MATERIAL FOR THIS TASK

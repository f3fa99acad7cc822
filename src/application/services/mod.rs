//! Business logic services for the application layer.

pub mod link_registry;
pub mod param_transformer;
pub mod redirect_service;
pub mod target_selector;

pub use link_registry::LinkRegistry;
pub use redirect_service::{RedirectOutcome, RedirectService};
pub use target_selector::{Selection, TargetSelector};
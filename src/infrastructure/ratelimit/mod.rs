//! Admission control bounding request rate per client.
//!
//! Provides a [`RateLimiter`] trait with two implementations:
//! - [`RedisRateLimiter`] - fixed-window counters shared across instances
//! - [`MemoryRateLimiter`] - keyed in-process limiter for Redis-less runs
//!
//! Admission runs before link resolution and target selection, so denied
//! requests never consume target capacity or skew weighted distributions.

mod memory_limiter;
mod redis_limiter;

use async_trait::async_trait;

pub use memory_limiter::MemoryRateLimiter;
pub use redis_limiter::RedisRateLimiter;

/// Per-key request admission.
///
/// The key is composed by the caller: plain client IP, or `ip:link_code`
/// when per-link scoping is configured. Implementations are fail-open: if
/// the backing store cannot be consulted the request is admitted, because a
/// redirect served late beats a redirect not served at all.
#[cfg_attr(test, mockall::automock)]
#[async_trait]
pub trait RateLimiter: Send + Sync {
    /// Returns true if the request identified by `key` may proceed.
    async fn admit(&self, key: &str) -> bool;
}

* * *

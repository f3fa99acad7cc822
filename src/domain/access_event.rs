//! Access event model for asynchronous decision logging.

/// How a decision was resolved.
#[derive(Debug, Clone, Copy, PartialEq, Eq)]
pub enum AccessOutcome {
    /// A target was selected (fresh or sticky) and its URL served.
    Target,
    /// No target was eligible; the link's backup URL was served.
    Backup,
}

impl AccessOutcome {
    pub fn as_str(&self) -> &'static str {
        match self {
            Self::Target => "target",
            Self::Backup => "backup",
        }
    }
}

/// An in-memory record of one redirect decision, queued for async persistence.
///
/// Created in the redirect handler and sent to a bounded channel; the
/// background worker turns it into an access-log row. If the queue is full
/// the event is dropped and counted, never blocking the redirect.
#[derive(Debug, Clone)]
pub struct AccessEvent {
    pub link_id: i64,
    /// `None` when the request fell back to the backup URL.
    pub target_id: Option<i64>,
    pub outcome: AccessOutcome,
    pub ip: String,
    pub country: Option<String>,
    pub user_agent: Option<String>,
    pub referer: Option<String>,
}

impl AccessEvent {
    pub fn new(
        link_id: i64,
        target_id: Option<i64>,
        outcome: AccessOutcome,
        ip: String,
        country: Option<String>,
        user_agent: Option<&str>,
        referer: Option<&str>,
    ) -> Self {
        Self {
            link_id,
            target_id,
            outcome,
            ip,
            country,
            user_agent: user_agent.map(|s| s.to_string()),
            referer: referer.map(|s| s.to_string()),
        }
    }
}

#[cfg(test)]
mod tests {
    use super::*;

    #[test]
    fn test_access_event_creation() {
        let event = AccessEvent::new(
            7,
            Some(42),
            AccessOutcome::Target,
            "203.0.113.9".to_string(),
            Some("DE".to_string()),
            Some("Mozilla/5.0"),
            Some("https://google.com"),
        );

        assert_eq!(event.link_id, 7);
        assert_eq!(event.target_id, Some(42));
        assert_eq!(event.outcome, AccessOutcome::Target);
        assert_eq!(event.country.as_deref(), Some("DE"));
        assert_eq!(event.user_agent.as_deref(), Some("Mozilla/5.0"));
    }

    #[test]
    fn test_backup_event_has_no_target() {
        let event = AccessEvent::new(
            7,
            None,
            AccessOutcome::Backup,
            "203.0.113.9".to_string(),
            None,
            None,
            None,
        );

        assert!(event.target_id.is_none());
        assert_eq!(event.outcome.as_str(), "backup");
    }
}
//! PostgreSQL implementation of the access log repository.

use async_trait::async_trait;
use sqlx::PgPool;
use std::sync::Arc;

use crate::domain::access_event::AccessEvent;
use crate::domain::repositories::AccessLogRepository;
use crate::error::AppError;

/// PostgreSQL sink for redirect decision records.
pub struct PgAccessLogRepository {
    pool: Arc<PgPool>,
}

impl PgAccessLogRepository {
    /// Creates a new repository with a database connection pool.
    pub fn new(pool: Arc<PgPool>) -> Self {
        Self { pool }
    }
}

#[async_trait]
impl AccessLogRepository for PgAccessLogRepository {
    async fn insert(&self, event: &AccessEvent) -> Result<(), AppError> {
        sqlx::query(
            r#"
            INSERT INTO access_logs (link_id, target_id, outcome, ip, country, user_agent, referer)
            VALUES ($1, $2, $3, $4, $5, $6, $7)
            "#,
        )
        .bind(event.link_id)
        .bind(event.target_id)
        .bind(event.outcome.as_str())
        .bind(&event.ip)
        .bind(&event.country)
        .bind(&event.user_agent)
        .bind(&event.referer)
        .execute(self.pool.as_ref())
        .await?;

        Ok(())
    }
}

ASSIGNMENT
Which lines of the records above contain the word "AccessOutcome"? Report each one in full.

ANSWER SECTION
pub enum AccessOutcome {
impl AccessOutcome {
    pub outcome: AccessOutcome,
        outcome: AccessOutcome,
            AccessOutcome::Target,
        assert_eq!(event.outcome, AccessOutcome::Target);
            AccessOutcome::Backup,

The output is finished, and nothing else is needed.